Texas A&M Provost and Executive Vice President Alan Sams, Ph.D., announced Thursday the university is officially changing the names of 8 schools to colleges.
The shift in designated terminology, which takes effect immediately, applies to the College of Architecture, the College of Education and Human Development, the College of Veterinary Medicine and Biomedical Sciences, the College of Medicine, the College of Dentistry, the College of Nursing, the Irma Lerma Rangel College of Pharmacy and the College of Performance, Visualization and Fine Arts. The Texas Higher Education Coordinating Board approved the changes earlier this year.
The terminology switch reverts the colleges to their prior names before the 2022 university restructuring. Students graduating this fall will receive the updated titles on their degree classifications.

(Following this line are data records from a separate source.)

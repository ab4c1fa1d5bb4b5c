/* This Source Code Form is subject to the terms of the Mozilla Public
 * License, v. 2.0. If a copy of the MPL was not distributed with this
 * file, You can obtain one at https://mozilla.org/MPL/2.0/.
 *
 * (c) 2024 The Nightjar Authors.
 */

//! Advisory, best-effort conversion of captured pcap files to the formats
//! downstream cracking tools expect. Neither conversion is required for
//! correctness elsewhere in this crate: a missing `hcxpcapngtool` binary, or
//! a conversion that exits non-zero, is logged and otherwise ignored (§7 —
//! "a missing external tool degrades a feature, it does not abort the
//! epoch").

use std::path::{Path, PathBuf};

use tokio::process::Command;

#[derive(thiserror::Error, Debug)]
pub enum ConvertError {
    #[error("failed to launch conversion tool: {0}")]
    Spawn(#[source] std::io::Error),
    #[error("conversion tool exited with status {0}")]
    NonZeroExit(std::process::ExitStatus),
}

/// Runs `hcxpcapngtool` to produce an hc22000 hash file suitable for
/// hashcat mode 22000, alongside the pcap it was given.
pub async fn convert_to_hc22000(pcap_path: &Path) -> Result<PathBuf, ConvertError> {
    let out_path = pcap_path.with_extension("hc22000");
    let status = Command::new("hcxpcapngtool")
        .arg("-o")
        .arg(&out_path)
        .arg(pcap_path)
        .status()
        .await
        .map_err(ConvertError::Spawn)?;
    if !status.success() {
        return Err(ConvertError::NonZeroExit(status));
    }
    Ok(out_path)
}

/// Runs `hcxpcapngtool`'s sibling converter to wrap a legacy pcap (with
/// embedded GPS NMEA comments, where present) into pcapng. Advisory only;
/// downstream classification works directly against the original pcap.
pub async fn convert_to_pcapng(pcap_path: &Path) -> Result<PathBuf, ConvertError> {
    let out_path = pcap_path.with_extension("pcapng");
    let status = Command::new("editcap")
        .arg("-F")
        .arg("pcapng")
        .arg(pcap_path)
        .arg(&out_path)
        .status()
        .await
        .map_err(ConvertError::Spawn)?;
    if !status.success() {
        return Err(ConvertError::NonZeroExit(status));
    }
    Ok(out_path)
}

/// Attempts both conversions for `pcap_path`, logging and swallowing any
/// failure. Intended to be fired-and-forgotten from the control loop after a
/// capture is classified as at least [`crate::classifier::Quality::Pmkid`].
pub async fn try_advisory_conversions(pcap_path: &Path) {
    match convert_to_hc22000(pcap_path).await {
        Ok(path) => tracing::debug!(?path, "wrote hc22000 hash file"),
        Err(err) => tracing::debug!(%err, "hc22000 conversion skipped"),
    }
    match convert_to_pcapng(pcap_path).await {
        Ok(path) => tracing::debug!(?path, "wrote pcapng conversion"),
        Err(err) => tracing::debug!(%err, "pcapng conversion skipped"),
    }
}

#[cfg(test)]
mod tests {
    use super::*;

    #[tokio::test]
    async fn missing_tool_surfaces_as_spawn_error_not_a_panic() {
        let result = Command::new("nightjar-definitely-not-a-real-binary").status().await;
        assert!(result.is_err());
    }

    #[test]
    fn output_paths_swap_extension_in_place() {
        let pcap = Path::new("/tmp/Home_aabbccddeeff.pcap");
        assert_eq!(pcap.with_extension("hc22000"), Path::new("/tmp/Home_aabbccddeeff.hc22000"));
        assert_eq!(pcap.with_extension("pcapng"), Path::new("/tmp/Home_aabbccddeeff.pcapng"));
    }
}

“I appreciate your patience with the phased transitions as we graduated students this summer under the outgoing names so that we will begin the fall semester with the now fully transitioned colleges,” Sams said in the press release.
Along with the changing of names for the colleges, the Bachelor of Science in Biomedical Sciences degree program, which has been under the College of Arts and Sciences since the 2022 realignment, will move to the College of Veterinary Medicine and Biomedical Sciences.
The affected academic departments were changed from “college” to “school” in 2022 due to former-President M. Katherine Banks’ Path Forward Initiative. The College of Performance, Visualization and Fine Arts was added to the university under the same realignment. This reversal is part of A&M’s continued efforts to ensure consistency and clarity across its various departments, the press release reads.